Outline of Final Research Achievements

Because of the difficulty in clinically confirming the diagnosis of de novo cancer and the slow accumulation of clinical samples, the initial plan was redirected as scheduled towards elucidating the carcinogenesis pathways in patients with FAP and inflammatory bowel disease (IBD)-derived colorectal cancer. Samples from de novo cancer, FAP, and IBD-derived cancer, for which microbiome analysis has already been submitted, are currently being analyzed, including clinical factors.

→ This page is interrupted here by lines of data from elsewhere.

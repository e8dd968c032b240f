pub mod difficulty;
pub mod lightgun;
pub mod peripheral;
pub mod raw;
pub mod translator;
pub mod vector;

pub use difficulty::{DifficultySwitches, DisplayPolicy};
pub use lightgun::{LightgunMapper, LightgunSample};
pub use peripheral::Peripheral;
pub use raw::{Buttons, DeviceState, RawInput, RawPortState, Stick};
pub use vector::{ConsoleBits, INPUT_SLOTS, InputVector, PortBits, Slot};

For single-cell RNA analysis, analysis of the cancer microenvironment and immune cells in the carcinogenesis process in FAP patients was conducted and presented at conferences, with related papers reported in 2024 (Cancer Lett 2024). Currently, microbiome analysis using patient feces and tissue samples is also underway. Further investigation into de novo cancer is ongoing using separate research funds.

Free Research Field

医歯薬学

Academic Significance and Societal Importance of the Research Achievements

de novo癌、FAP、colitic cancerを含む大腸癌の発癌メカニズムを腸内細菌叢及び腫瘍微小環境の不均一性という側面から検討することは、大腸癌治療開発において刷新的であり社会的な要請の強い大腸癌の治療開発に飛躍的な進歩をもたらすと期待される。また、本成果は、scRNAseq解析やmicrobiome解析などマスデータを含むもので、そのインパクトは大きく、癌研究だけでなく、生物学や細菌学など学術的にも広範な波及効果が期待される。